═══ Data to use

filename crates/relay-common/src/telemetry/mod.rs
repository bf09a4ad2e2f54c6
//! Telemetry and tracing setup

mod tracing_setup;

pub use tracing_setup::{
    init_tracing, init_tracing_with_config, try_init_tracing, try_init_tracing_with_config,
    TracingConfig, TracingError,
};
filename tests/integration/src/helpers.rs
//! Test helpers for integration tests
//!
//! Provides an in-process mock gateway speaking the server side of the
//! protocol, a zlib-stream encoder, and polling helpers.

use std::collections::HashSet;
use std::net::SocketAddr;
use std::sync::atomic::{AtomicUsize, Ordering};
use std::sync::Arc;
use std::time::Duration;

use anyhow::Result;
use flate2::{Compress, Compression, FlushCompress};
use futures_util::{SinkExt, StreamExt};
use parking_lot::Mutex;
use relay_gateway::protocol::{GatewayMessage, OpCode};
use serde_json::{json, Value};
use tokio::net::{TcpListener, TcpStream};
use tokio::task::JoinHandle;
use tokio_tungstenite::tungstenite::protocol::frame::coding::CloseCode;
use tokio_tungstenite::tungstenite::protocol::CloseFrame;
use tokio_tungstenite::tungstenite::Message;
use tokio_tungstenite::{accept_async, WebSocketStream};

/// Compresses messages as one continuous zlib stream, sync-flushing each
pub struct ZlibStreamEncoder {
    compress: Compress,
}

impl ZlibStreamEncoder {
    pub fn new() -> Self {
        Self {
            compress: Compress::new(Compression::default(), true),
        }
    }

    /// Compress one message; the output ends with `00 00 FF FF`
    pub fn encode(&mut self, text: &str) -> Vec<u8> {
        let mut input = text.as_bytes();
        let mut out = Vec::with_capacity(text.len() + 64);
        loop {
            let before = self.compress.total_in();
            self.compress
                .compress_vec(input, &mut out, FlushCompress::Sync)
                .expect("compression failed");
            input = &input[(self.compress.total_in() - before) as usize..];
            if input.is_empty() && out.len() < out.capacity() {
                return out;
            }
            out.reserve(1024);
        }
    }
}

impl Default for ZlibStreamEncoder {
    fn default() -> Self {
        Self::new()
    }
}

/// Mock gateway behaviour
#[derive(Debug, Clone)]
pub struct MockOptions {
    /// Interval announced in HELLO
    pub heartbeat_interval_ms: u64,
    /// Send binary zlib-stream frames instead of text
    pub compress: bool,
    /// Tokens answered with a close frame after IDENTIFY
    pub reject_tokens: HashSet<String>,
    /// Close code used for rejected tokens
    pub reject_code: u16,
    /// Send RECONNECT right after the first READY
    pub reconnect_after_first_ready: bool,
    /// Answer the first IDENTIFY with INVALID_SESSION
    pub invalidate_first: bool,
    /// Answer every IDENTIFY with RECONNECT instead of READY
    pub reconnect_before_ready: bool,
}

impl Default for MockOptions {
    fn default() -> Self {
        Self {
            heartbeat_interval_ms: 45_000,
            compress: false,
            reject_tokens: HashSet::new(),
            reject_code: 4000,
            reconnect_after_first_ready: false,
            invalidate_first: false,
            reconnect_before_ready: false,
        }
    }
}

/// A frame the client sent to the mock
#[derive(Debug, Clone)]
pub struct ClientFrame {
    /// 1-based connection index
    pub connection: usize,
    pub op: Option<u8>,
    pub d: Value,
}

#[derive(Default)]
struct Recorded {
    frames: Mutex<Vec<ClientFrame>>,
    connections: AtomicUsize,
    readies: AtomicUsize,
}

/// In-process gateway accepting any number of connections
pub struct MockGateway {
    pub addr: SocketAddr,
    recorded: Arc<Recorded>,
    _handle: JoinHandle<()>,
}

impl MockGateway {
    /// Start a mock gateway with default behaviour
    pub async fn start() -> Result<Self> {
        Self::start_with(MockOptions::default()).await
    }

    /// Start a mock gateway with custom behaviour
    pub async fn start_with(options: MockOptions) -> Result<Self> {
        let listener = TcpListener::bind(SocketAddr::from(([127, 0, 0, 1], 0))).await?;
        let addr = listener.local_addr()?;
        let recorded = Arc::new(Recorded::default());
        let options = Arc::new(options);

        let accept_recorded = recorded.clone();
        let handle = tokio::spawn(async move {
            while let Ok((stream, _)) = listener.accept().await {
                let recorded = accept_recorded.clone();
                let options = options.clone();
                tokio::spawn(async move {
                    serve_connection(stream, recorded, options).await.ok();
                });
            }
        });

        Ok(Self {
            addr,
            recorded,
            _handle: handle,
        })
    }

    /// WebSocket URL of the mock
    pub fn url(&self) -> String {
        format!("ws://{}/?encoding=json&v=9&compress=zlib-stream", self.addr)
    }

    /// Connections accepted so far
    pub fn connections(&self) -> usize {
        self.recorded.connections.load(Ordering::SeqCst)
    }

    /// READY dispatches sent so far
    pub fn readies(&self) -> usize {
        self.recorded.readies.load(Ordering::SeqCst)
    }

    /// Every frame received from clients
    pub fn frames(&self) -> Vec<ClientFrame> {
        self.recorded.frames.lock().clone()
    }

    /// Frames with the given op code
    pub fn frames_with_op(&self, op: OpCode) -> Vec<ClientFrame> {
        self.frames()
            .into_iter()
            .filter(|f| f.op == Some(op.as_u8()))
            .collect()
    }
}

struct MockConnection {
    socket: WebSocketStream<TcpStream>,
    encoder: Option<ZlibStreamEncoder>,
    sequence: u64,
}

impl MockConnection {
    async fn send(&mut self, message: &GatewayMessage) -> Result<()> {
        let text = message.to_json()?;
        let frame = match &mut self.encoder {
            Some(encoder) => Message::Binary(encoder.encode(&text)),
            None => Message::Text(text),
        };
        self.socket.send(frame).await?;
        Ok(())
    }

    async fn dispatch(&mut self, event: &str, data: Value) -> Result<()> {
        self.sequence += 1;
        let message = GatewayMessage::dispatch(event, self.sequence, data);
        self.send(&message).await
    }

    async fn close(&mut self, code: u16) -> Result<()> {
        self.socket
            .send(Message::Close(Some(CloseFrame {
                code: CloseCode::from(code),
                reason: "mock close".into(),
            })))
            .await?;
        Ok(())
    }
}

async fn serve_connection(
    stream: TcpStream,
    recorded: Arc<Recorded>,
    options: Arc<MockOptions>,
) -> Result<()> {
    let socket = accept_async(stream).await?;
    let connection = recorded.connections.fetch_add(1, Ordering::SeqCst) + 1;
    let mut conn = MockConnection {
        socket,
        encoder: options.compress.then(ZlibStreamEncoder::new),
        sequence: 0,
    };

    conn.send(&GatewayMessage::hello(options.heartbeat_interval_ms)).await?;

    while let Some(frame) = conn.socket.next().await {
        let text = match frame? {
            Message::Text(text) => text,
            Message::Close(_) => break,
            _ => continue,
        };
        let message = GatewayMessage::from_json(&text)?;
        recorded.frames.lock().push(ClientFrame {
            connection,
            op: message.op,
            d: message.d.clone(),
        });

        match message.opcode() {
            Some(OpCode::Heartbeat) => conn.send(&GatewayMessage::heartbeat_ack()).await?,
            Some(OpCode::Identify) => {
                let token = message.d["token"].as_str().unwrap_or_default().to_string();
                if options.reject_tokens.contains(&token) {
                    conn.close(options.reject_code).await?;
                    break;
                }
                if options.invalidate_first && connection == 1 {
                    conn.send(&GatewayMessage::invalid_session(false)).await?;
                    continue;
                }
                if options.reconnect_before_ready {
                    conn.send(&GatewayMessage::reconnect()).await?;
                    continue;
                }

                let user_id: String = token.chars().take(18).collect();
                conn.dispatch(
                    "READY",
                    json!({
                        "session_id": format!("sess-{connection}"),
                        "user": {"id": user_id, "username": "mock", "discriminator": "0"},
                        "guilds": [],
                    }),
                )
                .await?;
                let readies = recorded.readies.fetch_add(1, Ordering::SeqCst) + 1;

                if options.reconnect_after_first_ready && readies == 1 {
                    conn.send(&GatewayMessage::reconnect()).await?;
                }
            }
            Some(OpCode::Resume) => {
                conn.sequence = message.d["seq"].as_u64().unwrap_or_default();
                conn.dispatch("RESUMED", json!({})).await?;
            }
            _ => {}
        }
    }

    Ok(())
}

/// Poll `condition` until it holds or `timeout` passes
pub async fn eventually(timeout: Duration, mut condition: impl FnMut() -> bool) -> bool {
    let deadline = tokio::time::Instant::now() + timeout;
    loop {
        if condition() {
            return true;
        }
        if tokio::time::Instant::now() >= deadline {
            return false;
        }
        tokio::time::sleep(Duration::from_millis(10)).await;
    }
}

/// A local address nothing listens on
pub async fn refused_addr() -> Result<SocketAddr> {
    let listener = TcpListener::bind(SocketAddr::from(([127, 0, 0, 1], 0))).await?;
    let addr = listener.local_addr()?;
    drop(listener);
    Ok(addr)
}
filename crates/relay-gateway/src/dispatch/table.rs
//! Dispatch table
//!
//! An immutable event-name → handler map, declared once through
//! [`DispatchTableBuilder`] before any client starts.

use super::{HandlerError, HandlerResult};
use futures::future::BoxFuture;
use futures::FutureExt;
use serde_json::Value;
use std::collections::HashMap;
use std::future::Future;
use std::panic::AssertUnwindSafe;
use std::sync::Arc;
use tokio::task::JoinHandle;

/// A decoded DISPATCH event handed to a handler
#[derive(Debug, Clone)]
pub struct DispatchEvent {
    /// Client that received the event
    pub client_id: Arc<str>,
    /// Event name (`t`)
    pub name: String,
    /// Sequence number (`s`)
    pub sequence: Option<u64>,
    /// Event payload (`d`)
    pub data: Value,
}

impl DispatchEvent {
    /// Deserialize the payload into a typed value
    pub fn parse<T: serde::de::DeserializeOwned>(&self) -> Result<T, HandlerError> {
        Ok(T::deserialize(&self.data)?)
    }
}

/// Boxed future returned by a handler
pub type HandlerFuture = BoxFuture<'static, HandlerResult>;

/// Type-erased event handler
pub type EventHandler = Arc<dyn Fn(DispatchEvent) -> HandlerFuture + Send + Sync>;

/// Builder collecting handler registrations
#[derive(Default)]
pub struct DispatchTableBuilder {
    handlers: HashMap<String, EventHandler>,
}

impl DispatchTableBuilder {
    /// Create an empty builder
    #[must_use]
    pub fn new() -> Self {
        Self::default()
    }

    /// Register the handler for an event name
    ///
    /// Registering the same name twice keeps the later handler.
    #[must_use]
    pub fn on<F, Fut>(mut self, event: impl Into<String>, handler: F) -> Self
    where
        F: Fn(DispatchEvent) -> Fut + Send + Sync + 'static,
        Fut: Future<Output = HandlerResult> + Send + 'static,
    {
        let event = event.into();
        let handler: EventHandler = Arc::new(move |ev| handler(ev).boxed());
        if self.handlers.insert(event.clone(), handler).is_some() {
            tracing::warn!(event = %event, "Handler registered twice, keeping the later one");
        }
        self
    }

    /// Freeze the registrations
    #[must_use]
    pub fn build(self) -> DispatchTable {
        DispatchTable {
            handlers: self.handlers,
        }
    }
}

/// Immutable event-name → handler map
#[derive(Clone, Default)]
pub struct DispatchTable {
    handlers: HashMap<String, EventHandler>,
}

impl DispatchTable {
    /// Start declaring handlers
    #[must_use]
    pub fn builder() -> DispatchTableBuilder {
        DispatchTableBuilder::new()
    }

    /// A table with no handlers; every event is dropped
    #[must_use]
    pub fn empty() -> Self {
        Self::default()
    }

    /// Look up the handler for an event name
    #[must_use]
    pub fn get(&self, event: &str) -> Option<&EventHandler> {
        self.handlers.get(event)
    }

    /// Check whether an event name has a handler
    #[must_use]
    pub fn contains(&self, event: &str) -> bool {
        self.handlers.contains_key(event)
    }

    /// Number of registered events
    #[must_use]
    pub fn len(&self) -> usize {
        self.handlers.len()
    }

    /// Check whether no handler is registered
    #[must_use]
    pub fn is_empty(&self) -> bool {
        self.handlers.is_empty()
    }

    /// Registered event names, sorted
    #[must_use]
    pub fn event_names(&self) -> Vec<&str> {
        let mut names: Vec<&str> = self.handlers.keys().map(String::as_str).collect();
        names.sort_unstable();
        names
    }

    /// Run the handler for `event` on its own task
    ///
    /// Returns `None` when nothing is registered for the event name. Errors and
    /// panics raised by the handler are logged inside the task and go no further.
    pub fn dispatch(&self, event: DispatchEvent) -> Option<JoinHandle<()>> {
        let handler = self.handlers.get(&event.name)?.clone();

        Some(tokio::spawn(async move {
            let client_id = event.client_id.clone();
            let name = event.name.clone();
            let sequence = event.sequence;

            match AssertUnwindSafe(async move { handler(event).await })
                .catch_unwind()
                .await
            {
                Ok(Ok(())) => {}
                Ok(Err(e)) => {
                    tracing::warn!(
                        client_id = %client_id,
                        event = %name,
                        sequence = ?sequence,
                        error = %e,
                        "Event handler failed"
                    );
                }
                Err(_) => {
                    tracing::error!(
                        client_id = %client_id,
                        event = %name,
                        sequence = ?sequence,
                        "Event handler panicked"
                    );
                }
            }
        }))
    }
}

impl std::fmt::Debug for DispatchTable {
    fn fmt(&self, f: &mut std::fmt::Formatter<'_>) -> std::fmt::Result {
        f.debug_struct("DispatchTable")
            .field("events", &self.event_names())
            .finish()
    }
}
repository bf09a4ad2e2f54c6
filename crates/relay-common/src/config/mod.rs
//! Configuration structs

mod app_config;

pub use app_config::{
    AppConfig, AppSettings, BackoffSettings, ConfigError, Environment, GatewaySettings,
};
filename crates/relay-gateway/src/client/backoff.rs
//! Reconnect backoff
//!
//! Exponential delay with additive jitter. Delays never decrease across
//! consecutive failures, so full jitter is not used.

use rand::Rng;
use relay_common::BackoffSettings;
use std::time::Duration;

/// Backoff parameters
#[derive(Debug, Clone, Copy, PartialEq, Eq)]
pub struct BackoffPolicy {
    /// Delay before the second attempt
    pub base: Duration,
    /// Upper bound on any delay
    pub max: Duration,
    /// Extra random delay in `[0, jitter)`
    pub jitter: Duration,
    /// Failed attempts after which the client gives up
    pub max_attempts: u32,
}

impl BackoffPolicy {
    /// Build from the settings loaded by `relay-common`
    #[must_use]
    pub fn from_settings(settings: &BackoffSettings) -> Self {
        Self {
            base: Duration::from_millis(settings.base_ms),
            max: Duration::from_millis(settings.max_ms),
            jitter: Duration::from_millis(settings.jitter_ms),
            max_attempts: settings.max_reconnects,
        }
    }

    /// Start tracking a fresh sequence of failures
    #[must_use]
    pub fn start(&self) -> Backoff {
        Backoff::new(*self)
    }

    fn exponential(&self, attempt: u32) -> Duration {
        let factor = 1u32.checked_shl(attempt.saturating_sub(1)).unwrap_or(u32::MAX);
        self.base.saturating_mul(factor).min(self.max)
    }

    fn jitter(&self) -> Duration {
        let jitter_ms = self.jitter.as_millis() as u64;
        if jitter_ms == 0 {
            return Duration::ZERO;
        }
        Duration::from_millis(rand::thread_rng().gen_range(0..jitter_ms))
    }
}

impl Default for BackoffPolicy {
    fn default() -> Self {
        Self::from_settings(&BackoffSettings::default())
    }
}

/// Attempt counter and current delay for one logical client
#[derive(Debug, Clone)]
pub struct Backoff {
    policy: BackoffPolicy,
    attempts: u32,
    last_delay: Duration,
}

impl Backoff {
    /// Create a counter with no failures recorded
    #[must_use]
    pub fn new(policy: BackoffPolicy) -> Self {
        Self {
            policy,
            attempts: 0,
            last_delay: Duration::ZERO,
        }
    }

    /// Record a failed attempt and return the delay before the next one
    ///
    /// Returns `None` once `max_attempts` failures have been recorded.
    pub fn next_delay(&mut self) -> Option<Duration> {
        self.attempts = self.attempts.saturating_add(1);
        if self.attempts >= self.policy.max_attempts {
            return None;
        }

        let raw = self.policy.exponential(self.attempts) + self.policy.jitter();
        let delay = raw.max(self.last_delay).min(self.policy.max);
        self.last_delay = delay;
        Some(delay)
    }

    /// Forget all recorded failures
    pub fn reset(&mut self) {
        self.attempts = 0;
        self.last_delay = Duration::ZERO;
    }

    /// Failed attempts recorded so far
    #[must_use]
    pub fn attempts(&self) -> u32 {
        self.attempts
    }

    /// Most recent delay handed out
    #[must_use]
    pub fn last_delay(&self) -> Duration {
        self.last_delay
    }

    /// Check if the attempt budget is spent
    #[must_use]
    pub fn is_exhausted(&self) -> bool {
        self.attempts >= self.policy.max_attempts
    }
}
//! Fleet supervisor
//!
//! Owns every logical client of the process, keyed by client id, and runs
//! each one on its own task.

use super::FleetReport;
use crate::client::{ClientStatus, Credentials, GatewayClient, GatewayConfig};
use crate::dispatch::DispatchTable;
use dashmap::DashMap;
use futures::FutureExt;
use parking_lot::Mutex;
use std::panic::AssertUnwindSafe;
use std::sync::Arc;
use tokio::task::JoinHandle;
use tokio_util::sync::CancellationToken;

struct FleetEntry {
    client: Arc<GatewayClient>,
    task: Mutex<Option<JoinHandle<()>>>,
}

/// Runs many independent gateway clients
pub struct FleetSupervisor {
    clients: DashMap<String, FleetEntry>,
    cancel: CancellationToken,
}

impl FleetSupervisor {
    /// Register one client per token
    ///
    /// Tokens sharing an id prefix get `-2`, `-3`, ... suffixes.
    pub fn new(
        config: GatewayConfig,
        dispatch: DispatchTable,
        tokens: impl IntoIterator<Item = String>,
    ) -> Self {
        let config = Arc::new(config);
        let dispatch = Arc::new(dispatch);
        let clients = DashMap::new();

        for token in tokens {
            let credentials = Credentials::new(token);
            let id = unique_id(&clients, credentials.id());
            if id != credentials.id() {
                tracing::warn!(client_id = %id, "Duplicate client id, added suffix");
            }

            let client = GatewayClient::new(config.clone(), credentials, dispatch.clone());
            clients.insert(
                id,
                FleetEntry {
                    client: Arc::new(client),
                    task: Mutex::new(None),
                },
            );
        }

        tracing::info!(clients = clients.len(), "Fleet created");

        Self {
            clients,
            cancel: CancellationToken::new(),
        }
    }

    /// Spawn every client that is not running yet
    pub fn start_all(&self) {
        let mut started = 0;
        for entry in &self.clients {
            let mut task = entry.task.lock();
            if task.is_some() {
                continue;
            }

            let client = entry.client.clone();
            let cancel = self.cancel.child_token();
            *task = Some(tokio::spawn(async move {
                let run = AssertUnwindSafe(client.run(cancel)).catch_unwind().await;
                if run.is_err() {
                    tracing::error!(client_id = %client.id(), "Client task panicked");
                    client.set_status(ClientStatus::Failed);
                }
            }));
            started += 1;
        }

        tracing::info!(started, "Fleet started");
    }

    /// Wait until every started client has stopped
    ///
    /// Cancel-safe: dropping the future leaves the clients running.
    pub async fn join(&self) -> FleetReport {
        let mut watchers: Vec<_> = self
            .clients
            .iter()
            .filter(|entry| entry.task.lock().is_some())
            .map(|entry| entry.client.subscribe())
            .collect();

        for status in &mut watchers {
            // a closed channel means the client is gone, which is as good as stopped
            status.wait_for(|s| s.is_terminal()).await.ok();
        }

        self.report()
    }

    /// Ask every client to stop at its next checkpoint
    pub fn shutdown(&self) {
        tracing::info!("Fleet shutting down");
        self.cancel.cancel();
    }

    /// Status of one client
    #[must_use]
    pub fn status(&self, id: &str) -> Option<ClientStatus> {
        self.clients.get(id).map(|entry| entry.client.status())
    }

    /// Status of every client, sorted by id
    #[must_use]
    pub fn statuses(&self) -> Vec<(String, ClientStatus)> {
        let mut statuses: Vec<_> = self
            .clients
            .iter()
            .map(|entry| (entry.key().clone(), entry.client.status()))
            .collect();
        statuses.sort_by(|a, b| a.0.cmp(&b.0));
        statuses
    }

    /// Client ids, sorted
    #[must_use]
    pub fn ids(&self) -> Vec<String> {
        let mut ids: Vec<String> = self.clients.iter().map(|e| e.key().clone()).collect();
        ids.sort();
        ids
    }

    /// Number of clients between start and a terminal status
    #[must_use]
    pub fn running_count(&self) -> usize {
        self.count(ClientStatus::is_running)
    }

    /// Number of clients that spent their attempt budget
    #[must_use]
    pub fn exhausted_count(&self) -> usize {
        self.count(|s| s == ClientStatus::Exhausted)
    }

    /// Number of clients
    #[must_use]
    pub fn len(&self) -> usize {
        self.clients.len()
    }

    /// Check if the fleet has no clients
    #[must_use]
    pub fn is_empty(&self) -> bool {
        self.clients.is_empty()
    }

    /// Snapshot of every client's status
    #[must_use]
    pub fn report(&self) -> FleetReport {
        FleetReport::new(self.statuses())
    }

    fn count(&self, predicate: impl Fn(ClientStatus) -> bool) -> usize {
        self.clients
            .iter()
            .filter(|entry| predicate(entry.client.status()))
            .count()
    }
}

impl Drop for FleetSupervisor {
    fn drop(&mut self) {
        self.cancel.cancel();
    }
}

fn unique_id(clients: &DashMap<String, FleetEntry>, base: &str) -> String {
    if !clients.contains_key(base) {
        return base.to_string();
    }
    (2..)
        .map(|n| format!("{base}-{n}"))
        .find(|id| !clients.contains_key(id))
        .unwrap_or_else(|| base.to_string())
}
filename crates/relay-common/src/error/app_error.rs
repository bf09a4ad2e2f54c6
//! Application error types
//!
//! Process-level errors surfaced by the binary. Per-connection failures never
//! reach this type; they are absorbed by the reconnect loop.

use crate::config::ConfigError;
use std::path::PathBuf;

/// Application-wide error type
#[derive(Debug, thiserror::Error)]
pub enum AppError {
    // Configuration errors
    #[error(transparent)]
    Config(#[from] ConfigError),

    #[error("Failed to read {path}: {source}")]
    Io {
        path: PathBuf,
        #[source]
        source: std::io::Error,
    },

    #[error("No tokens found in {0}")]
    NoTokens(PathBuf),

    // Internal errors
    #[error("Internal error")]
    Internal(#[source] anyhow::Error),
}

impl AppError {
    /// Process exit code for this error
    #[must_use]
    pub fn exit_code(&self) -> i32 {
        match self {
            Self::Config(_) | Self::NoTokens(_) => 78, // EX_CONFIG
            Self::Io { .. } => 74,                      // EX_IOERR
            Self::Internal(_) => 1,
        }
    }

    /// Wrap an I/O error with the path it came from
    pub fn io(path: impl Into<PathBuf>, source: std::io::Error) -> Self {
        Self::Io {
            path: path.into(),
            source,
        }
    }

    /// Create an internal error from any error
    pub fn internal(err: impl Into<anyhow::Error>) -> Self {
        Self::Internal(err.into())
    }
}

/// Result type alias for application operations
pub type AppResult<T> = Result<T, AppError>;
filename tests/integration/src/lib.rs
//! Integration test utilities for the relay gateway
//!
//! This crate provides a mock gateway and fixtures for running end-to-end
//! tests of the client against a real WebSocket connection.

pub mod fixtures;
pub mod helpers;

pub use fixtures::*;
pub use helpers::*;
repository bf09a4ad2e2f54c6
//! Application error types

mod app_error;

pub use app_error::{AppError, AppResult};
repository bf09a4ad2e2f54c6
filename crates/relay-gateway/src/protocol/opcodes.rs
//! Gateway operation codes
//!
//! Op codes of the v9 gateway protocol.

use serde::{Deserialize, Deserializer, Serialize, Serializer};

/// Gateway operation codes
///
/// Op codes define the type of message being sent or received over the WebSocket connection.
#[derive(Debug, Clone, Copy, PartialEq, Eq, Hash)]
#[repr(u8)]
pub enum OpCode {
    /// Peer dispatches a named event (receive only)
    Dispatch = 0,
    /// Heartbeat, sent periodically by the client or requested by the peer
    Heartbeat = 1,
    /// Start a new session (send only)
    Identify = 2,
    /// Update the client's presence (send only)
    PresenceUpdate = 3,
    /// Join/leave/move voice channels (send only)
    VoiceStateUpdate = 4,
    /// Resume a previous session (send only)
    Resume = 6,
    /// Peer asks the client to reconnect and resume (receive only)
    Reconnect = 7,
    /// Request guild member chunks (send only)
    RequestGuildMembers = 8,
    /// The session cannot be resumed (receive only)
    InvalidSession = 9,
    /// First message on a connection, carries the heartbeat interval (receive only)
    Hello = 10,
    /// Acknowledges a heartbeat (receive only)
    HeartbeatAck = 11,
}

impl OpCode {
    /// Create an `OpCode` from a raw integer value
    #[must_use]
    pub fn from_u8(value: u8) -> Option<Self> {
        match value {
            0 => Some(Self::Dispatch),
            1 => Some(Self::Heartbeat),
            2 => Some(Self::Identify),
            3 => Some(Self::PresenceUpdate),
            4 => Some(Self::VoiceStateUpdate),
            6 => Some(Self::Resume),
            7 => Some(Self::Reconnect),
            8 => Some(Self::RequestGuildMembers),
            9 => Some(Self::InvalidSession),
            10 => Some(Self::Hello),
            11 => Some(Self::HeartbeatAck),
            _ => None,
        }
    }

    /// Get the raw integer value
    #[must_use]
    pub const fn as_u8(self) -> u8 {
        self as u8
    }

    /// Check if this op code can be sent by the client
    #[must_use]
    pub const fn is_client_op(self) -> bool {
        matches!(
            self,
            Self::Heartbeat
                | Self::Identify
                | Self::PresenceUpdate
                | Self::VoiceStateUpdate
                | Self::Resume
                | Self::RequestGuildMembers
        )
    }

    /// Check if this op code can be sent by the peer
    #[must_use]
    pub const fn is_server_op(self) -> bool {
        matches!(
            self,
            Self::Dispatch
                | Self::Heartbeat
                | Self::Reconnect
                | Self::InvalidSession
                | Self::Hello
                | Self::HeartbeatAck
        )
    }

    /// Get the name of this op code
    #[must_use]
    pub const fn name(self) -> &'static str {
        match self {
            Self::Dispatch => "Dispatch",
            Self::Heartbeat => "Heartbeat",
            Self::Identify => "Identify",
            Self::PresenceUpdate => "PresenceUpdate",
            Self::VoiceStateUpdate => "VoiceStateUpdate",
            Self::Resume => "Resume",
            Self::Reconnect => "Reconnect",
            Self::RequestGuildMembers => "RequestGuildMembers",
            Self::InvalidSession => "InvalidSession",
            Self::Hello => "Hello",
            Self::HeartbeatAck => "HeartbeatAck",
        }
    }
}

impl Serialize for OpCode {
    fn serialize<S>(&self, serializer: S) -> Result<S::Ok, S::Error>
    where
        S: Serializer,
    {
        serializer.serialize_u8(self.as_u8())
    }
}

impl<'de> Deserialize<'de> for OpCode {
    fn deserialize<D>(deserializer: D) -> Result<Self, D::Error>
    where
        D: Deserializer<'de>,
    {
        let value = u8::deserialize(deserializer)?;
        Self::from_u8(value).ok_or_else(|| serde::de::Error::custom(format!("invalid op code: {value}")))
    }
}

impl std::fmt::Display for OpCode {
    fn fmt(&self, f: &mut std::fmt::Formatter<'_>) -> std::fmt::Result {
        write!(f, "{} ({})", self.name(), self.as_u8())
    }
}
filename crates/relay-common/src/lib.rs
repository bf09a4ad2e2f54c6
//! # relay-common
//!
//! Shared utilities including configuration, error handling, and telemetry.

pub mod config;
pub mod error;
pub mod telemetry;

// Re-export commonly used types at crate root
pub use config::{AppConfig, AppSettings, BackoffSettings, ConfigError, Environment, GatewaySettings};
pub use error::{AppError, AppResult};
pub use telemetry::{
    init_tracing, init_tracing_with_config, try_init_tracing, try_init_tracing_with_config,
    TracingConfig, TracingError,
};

══════

## Aim of the exercise:
Set down, exactly as they stand above, the lines starting with the line with "IDENTIFY with INVALID_SESSION" and going on through the line with "let options = Arc::new(options);", and no others.

## Answer space:
    /// Answer the first IDENTIFY with INVALID_SESSION
    pub invalidate_first: bool,
    /// Answer every IDENTIFY with RECONNECT instead of READY
    pub reconnect_before_ready: bool,
}

impl Default for MockOptions {
    fn default() -> Self {
        Self {
            heartbeat_interval_ms: 45_000,
            compress: false,
            reject_tokens: HashSet::new(),
            reject_code: 4000,
            reconnect_after_first_ready: false,
            invalidate_first: false,
            reconnect_before_ready: false,
        }
    }
}

/// A frame the client sent to the mock
#[derive(Debug, Clone)]
pub struct ClientFrame {
    /// 1-based connection index
    pub connection: usize,
    pub op: Option<u8>,
    pub d: Value,
}

#[derive(Default)]
struct Recorded {
    frames: Mutex<Vec<ClientFrame>>,
    connections: AtomicUsize,
    readies: AtomicUsize,
}

/// In-process gateway accepting any number of connections
pub struct MockGateway {
    pub addr: SocketAddr,
    recorded: Arc<Recorded>,
    _handle: JoinHandle<()>,
}

impl MockGateway {
    /// Start a mock gateway with default behaviour
    pub async fn start() -> Result<Self> {
        Self::start_with(MockOptions::default()).await
    }

    /// Start a mock gateway with custom behaviour
    pub async fn start_with(options: MockOptions) -> Result<Self> {
        let listener = TcpListener::bind(SocketAddr::from(([127, 0, 0, 1], 0))).await?;
        let addr = listener.local_addr()?;
        let recorded = Arc::new(Recorded::default());
        let options = Arc::new(options);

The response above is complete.